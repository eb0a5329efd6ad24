//! Repository contract shared by every storage backend.
//!
//! Application code only talks to [`Repository`]. The composition root
//! builds exactly one backend, wraps it in a [`RepositoryHandle`] and passes
//! that handle to whoever needs it.

mod memory;

pub use memory::MemoryRepository;

use crate::error::Result;
use crate::library::{
    Author, AuthorId, Book, BookEntry, BookId, Publisher, ReadingCollection, Review, SharedUser,
    Tag, User,
};
use parking_lot::Mutex;
use std::sync::Arc;

/// Uniform catalog and user storage operations.
///
/// Point lookups return `Ok(None)` when nothing matches; errors are reserved
/// for storage failures and rejected inserts. Inserts return `Ok(true)` when
/// the entity was stored and `Ok(false)` when an entity with the same
/// identity already existed.
///
/// Writes take `&mut self`. Share a backend between threads through a
/// [`RepositoryHandle`].
///
/// Backends may hand out detached copies: a user changed after a lookup is
/// only guaranteed to keep its changes once passed back through
/// [`Repository::update_user`], [`Repository::add_entry`] or
/// [`Repository::update_entry`].
pub trait Repository: Send {
    /// All books in insertion order.
    fn books(&self) -> Result<Vec<Arc<Book>>>;
    /// All authors in insertion order.
    fn authors(&self) -> Result<Vec<Arc<Author>>>;
    /// All publishers in insertion order.
    fn publishers(&self) -> Result<Vec<Arc<Publisher>>>;
    /// All reviews in insertion order.
    fn reviews(&self) -> Result<Vec<Arc<Review>>>;
    /// All tags in creation order.
    fn tags(&self) -> Result<Vec<Arc<Tag>>>;
    /// All users in insertion order.
    fn users(&self) -> Result<Vec<SharedUser>>;

    /// Book by id.
    fn get_book(&self, book_id: BookId) -> Result<Option<Arc<Book>>>;
    /// User by username, compared after normalization. When several users
    /// share a name the first inserted one wins.
    fn get_user(&self, user_name: &str) -> Result<Option<SharedUser>>;
    /// User by user id.
    fn get_user_by_id(&self, user_id: &str) -> Result<Option<SharedUser>>;
    /// Author by id.
    fn get_author(&self, author_id: AuthorId) -> Result<Option<Arc<Author>>>;
    /// Publisher by exact name.
    fn get_publisher(&self, name: &str) -> Result<Option<Arc<Publisher>>>;
    /// Tag by exact name.
    fn get_tag(&self, name: &str) -> Result<Option<Arc<Tag>>>;

    /// Store a book with its publisher, authors and tags.
    fn add_book(&mut self, book: Arc<Book>) -> Result<bool>;
    /// Store an author.
    fn add_author(&mut self, author: Arc<Author>) -> Result<bool>;
    /// Store a publisher.
    fn add_publisher(&mut self, publisher: Arc<Publisher>) -> Result<bool>;
    /// Store a tag.
    fn add_tag(&mut self, tag: Arc<Tag>) -> Result<bool>;
    /// Store a user. Users without a valid username are rejected. Duplicate
    /// usernames are accepted, a duplicate user id is not stored.
    fn add_user(&mut self, user: User) -> Result<bool>;
    /// Persist the mutable state of a stored user: read books and pages
    /// read. Returns `false` when the user is not stored.
    fn update_user(&mut self, user: &SharedUser) -> Result<bool>;
    /// Store a review, along with its book when that is not stored yet.
    /// Reviews are always distinct.
    fn add_review(&mut self, review: Arc<Review>) -> Result<bool>;
    /// Persist a new entry of `collection`.
    fn add_entry(&mut self, collection: &ReadingCollection, entry: &BookEntry) -> Result<()>;
    /// Persist changes to an existing entry of `collection`.
    fn update_entry(&mut self, collection: &ReadingCollection, entry: &BookEntry) -> Result<()>;

    /// Reviews about `book`.
    fn get_reviews(&self, book: &Book) -> Result<Vec<Arc<Review>>>;
    /// Books carrying exactly this tag.
    fn get_books_by_tag(&self, tag: &str) -> Result<Vec<Arc<Book>>>;
    /// Books written by `author`.
    fn get_books_by_author(&self, author: &Author) -> Result<Vec<Arc<Book>>>;
    /// Books whose title contains `title`, ignoring case.
    fn get_books_by_title(&self, title: &str) -> Result<Vec<Arc<Book>>>;
    /// Books released in `start..=end`.
    fn get_books_by_date_range(&self, start: u32, end: u32) -> Result<Vec<Arc<Book>>>;
    /// Books from `publisher`.
    fn get_books_by_publisher(&self, publisher: &Publisher) -> Result<Vec<Arc<Book>>>;
    /// Up to 20 related books, anchor first, reproducible for a given seed.
    fn get_related_books(&self, book: &Arc<Book>, seed: u64) -> Result<Vec<Arc<Book>>>;
    /// Authors whose name contains `name`, ignoring case.
    fn get_authors_by_name(&self, name: &str) -> Result<Vec<Arc<Author>>>;
    /// Tags containing `input`, case-sensitive, without duplicates.
    fn get_tags_by_input(&self, input: &str) -> Result<Vec<Arc<Tag>>>;

    /// Number of books.
    fn get_num_books(&self) -> Result<usize>;
    /// Number of authors.
    fn get_num_authors(&self) -> Result<usize>;
    /// Number of publishers.
    fn get_num_publishers(&self) -> Result<usize>;
}

/// The one repository instance of a process, shared across components.
pub type RepositoryHandle = Arc<Mutex<Box<dyn Repository>>>;

/// Wrap a backend into a shareable handle.
pub fn into_handle<R: Repository + 'static>(repo: R) -> RepositoryHandle {
    Arc::new(Mutex::new(Box::new(repo)))
}
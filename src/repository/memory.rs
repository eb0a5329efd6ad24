//! In-memory repository backed by plain append-only lists.

use super::Repository;
use crate::error::{AppError, Result};
use crate::library::{
    Author, AuthorId, Book, BookEntry, BookId, Publisher, ReadingCollection, Review, SharedUser,
    Tag, User,
};
use crate::search::SearchEngine;
use std::sync::Arc;

/// Repository keeping every entity in process memory.
///
/// Lookups are linear scans keyed by each entity's natural identity. Book
/// queries run through a [`SearchEngine`] over the live lists. There is no
/// internal locking: mutation needs `&mut self`.
#[derive(Debug, Default)]
pub struct MemoryRepository {
    books: Vec<Arc<Book>>,
    authors: Vec<Arc<Author>>,
    publishers: Vec<Arc<Publisher>>,
    reviews: Vec<Arc<Review>>,
    tags: Vec<Arc<Tag>>,
    users: Vec<SharedUser>,
}

impl MemoryRepository {
    /// Create an empty repository.
    pub fn new() -> Self {
        Self::default()
    }

    fn search(&self) -> SearchEngine<'_> {
        SearchEngine::new(&self.books, &self.reviews)
    }

    fn find_author(&self, author_id: AuthorId) -> Option<&Arc<Author>> {
        self.authors.iter().find(|a| a.unique_id() == author_id)
    }

    fn find_publisher(&self, name: &str) -> Option<&Arc<Publisher>> {
        self.publishers.iter().find(|p| p.name() == name)
    }

    fn find_tag(&self, name: &str) -> Option<&Arc<Tag>> {
        self.tags.iter().find(|t| t.name() == name)
    }
}

impl Repository for MemoryRepository {
    fn books(&self) -> Result<Vec<Arc<Book>>> {
        Ok(self.books.clone())
    }

    fn authors(&self) -> Result<Vec<Arc<Author>>> {
        Ok(self.authors.clone())
    }

    fn publishers(&self) -> Result<Vec<Arc<Publisher>>> {
        Ok(self.publishers.clone())
    }

    fn reviews(&self) -> Result<Vec<Arc<Review>>> {
        Ok(self.reviews.clone())
    }

    fn tags(&self) -> Result<Vec<Arc<Tag>>> {
        Ok(self.tags.clone())
    }

    fn users(&self) -> Result<Vec<SharedUser>> {
        Ok(self.users.clone())
    }

    fn get_book(&self, book_id: BookId) -> Result<Option<Arc<Book>>> {
        Ok(self.books.iter().find(|b| b.book_id() == book_id).cloned())
    }

    fn get_user(&self, user_name: &str) -> Result<Option<SharedUser>> {
        let Some(key) = User::normalize_name(user_name) else {
            return Ok(None);
        };

        let mut matches = self
            .users
            .iter()
            .filter(|u| u.read().user_name() == Some(key.as_str()));
        let first = matches.next().cloned();
        if first.is_some() && matches.next().is_some() {
            tracing::warn!(user = %key, "Several users share this name, using the first");
        }
        Ok(first)
    }

    fn get_user_by_id(&self, user_id: &str) -> Result<Option<SharedUser>> {
        Ok(self
            .users
            .iter()
            .find(|u| u.read().user_id() == user_id)
            .cloned())
    }

    fn get_author(&self, author_id: AuthorId) -> Result<Option<Arc<Author>>> {
        Ok(self.find_author(author_id).cloned())
    }

    fn get_publisher(&self, name: &str) -> Result<Option<Arc<Publisher>>> {
        Ok(self.find_publisher(name).cloned())
    }

    fn get_tag(&self, name: &str) -> Result<Option<Arc<Tag>>> {
        Ok(self.find_tag(name).cloned())
    }

    fn add_book(&mut self, book: Arc<Book>) -> Result<bool> {
        if self.books.iter().any(|b| b.book_id() == book.book_id()) {
            return Ok(false);
        }

        // Cascade like the relational store does.
        if let Some(publisher) = book.publisher() {
            self.add_publisher(Arc::clone(publisher))?;
        }
        for author in book.authors() {
            self.add_author(Arc::clone(author))?;
        }
        for tag in book.tags() {
            self.add_tag(Arc::clone(tag))?;
        }

        self.books.push(book);
        Ok(true)
    }

    fn add_author(&mut self, author: Arc<Author>) -> Result<bool> {
        if self.find_author(author.unique_id()).is_some() {
            return Ok(false);
        }
        self.authors.push(author);
        Ok(true)
    }

    fn add_publisher(&mut self, publisher: Arc<Publisher>) -> Result<bool> {
        if self.find_publisher(publisher.name()).is_some() {
            return Ok(false);
        }
        self.publishers.push(publisher);
        Ok(true)
    }

    fn add_tag(&mut self, tag: Arc<Tag>) -> Result<bool> {
        if self.find_tag(tag.name()).is_some() {
            return Ok(false);
        }
        self.tags.push(tag);
        Ok(true)
    }

    fn add_user(&mut self, user: User) -> Result<bool> {
        if user.user_name().is_none() {
            return Err(AppError::Validation(
                "User must have a non-empty username".to_string(),
            ));
        }
        if self.users.iter().any(|u| u.read().user_id() == user.user_id()) {
            return Ok(false);
        }
        self.users.push(user.into_shared());
        Ok(true)
    }

    // Users are shared, the change is visible already.
    fn update_user(&mut self, user: &SharedUser) -> Result<bool> {
        let user_id = user.read().user_id().to_string();
        Ok(self.users.iter().any(|u| u.read().user_id() == user_id))
    }

    fn add_review(&mut self, review: Arc<Review>) -> Result<bool> {
        if let Some(book) = review.book() {
            self.add_book(Arc::clone(book))?;
        }
        self.reviews.push(review);
        Ok(true)
    }

    // Entries live inside the shared user already.
    fn add_entry(&mut self, _collection: &ReadingCollection, _entry: &BookEntry) -> Result<()> {
        Ok(())
    }

    fn update_entry(&mut self, _collection: &ReadingCollection, _entry: &BookEntry) -> Result<()> {
        Ok(())
    }

    fn get_reviews(&self, book: &Book) -> Result<Vec<Arc<Review>>> {
        Ok(self.search().search_reviews_by_book(book))
    }

    fn get_books_by_tag(&self, tag: &str) -> Result<Vec<Arc<Book>>> {
        Ok(self.search().search_by_tag(tag).to_vec())
    }

    fn get_books_by_author(&self, author: &Author) -> Result<Vec<Arc<Book>>> {
        Ok(self.search().search_by_author(author).to_vec())
    }

    fn get_books_by_title(&self, title: &str) -> Result<Vec<Arc<Book>>> {
        Ok(self.search().search_by_title(title).to_vec())
    }

    fn get_books_by_date_range(&self, start: u32, end: u32) -> Result<Vec<Arc<Book>>> {
        Ok(self.search().search_by_date_range(start, end).to_vec())
    }

    fn get_books_by_publisher(&self, publisher: &Publisher) -> Result<Vec<Arc<Book>>> {
        Ok(self.search().search_by_publisher(publisher).to_vec())
    }

    fn get_related_books(&self, book: &Arc<Book>, seed: u64) -> Result<Vec<Arc<Book>>> {
        Ok(self.search().search_related_books(book, seed))
    }

    fn get_authors_by_name(&self, name: &str) -> Result<Vec<Arc<Author>>> {
        let needle = name.to_lowercase();
        Ok(self
            .authors
            .iter()
            .filter(|a| a.full_name().to_lowercase().contains(&needle))
            .cloned()
            .collect())
    }

    fn get_tags_by_input(&self, input: &str) -> Result<Vec<Arc<Tag>>> {
        Ok(self
            .tags
            .iter()
            .filter(|t| t.name().contains(input))
            .cloned()
            .collect())
    }

    fn get_num_books(&self) -> Result<usize> {
        Ok(self.books.len())
    }

    fn get_num_authors(&self) -> Result<usize> {
        Ok(self.authors.len())
    }

    fn get_num_publishers(&self) -> Result<usize> {
        Ok(self.publishers.len())
    }
}

#[cfg(test)]
mod tests {
    use super::*;

    #[test]
    fn test_book_lookup() {
        let mut repo = MemoryRepository::new();
        let book = Arc::new(Book::new(69, "A Book").unwrap());

        assert!(repo.add_book(Arc::clone(&book)).unwrap());
        assert!(!repo.add_book(Arc::new(Book::new(69, "Again").unwrap())).unwrap());

        let found = repo.get_book(69).unwrap().unwrap();
        assert!(Arc::ptr_eq(&found, &book));
        assert!(repo.get_book(21).unwrap().is_none());
        assert_eq!(repo.get_num_books().unwrap(), 1);
    }

    #[test]
    fn test_add_book_cascades_related_entities() {
        let mut repo = MemoryRepository::new();
        let tag = Arc::new(Tag::new("fantasy"));
        let mut book = Book::new(1, "Cascade").unwrap();
        book.set_publisher(Some(Arc::new(Publisher::new("Tor"))));
        book.add_author(Arc::new(Author::new(9, "Author").unwrap()));
        tag.tag_book(&mut book);

        repo.add_book(Arc::new(book)).unwrap();

        assert_eq!(repo.get_num_publishers().unwrap(), 1);
        assert_eq!(repo.get_num_authors().unwrap(), 1);
        assert!(repo.get_tag("fantasy").unwrap().is_some());
    }

    #[test]
    fn test_user_without_name_rejected() {
        let mut repo = MemoryRepository::new();
        let err = repo.add_user(User::new("  ", "password", None)).unwrap_err();
        assert!(err.is_validation());
        assert!(repo.users().unwrap().is_empty());
    }

    #[test]
    fn test_duplicate_usernames_first_found_wins() {
        let mut repo = MemoryRepository::new();
        repo.add_user(User::new("dave", "password1", Some("1"))).unwrap();
        repo.add_user(User::new("Dave", "password2", Some("2"))).unwrap();
        assert!(!repo.add_user(User::new("eve", "password3", Some("2"))).unwrap());

        let user = repo.get_user("DAVE").unwrap().unwrap();
        assert_eq!(user.read().user_id(), "1");
        assert_eq!(repo.users().unwrap().len(), 2);
        assert!(repo.get_user("   ").unwrap().is_none());
    }

    #[test]
    fn test_shared_user_mutations_are_visible() {
        let mut repo = MemoryRepository::new();
        repo.add_user(User::new("reader", "password", Some("u1"))).unwrap();

        let user = repo.get_user("reader").unwrap().unwrap();
        let review = Arc::new(Review::new(Some("u1"), None, Some("fine"), 3).unwrap());
        user.write().add_review(review);

        let again = repo.get_user_by_id("u1").unwrap().unwrap();
        assert_eq!(again.read().reviews().len(), 1);
    }

    #[test]
    fn test_review_stores_its_book() {
        let mut repo = MemoryRepository::new();
        let mut book = Book::new(5, "Reviewed").unwrap();
        book.set_publisher(Some(Arc::new(Publisher::new("Tor"))));
        let book = Arc::new(book);

        let review = Review::new(Some("u1"), Some(Arc::clone(&book)), Some("fine"), 4).unwrap();
        repo.add_review(Arc::new(review)).unwrap();

        assert_eq!(repo.get_num_books().unwrap(), 1);
        assert_eq!(repo.get_num_publishers().unwrap(), 1);
        assert_eq!(repo.get_reviews(&book).unwrap().len(), 1);
    }

    #[test]
    fn test_update_user_requires_stored_user() {
        let mut repo = MemoryRepository::new();
        repo.add_user(User::new("reader", "password", Some("u1"))).unwrap();

        let stored = repo.get_user_by_id("u1").unwrap().unwrap();
        assert!(repo.update_user(&stored).unwrap());

        let stranger = User::new("stranger", "password", Some("u2")).into_shared();
        assert!(!repo.update_user(&stranger).unwrap());
    }

    #[test]
    fn test_search_sees_later_insertions() {
        let mut repo = MemoryRepository::new();
        let tag = Arc::new(Tag::new("magic"));
        assert!(repo.add_tag(Arc::clone(&tag)).unwrap());
        assert!(!repo.add_tag(Arc::new(Tag::new("magic"))).unwrap());

        for id in 0..3 {
            let mut book = Book::new(id, "Magic Tales").unwrap();
            tag.tag_book(&mut book);
            repo.add_book(Arc::new(book)).unwrap();
            assert_eq!(repo.get_books_by_tag("magic").unwrap().len(), (id + 1) as usize);
        }

        assert_eq!(repo.get_tags_by_input("agi").unwrap().len(), 1);
        assert!(repo.get_tags_by_input("MAGIC").unwrap().is_empty());
        assert_eq!(tag.tagged_books(), vec![0, 1, 2]);
    }
}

============

Above are the records; print exactly the lines from the line with "publisher: &Publisher) -> Result<Vec<Arc<Book>>>;" to the line with "a shareable handle.", including both, and nothing else.

    fn get_books_by_publisher(&self, publisher: &Publisher) -> Result<Vec<Arc<Book>>>;
    /// Up to 20 related books, anchor first, reproducible for a given seed.
    fn get_related_books(&self, book: &Arc<Book>, seed: u64) -> Result<Vec<Arc<Book>>>;
    /// Authors whose name contains `name`, ignoring case.
    fn get_authors_by_name(&self, name: &str) -> Result<Vec<Arc<Author>>>;
    /// Tags containing `input`, case-sensitive, without duplicates.
    fn get_tags_by_input(&self, input: &str) -> Result<Vec<Arc<Tag>>>;

    /// Number of books.
    fn get_num_books(&self) -> Result<usize>;
    /// Number of authors.
    fn get_num_authors(&self) -> Result<usize>;
    /// Number of publishers.
    fn get_num_publishers(&self) -> Result<usize>;
}

/// The one repository instance of a process, shared across components.
pub type RepositoryHandle = Arc<Mutex<Box<dyn Repository>>>;

/// Wrap a backend into a shareable handle.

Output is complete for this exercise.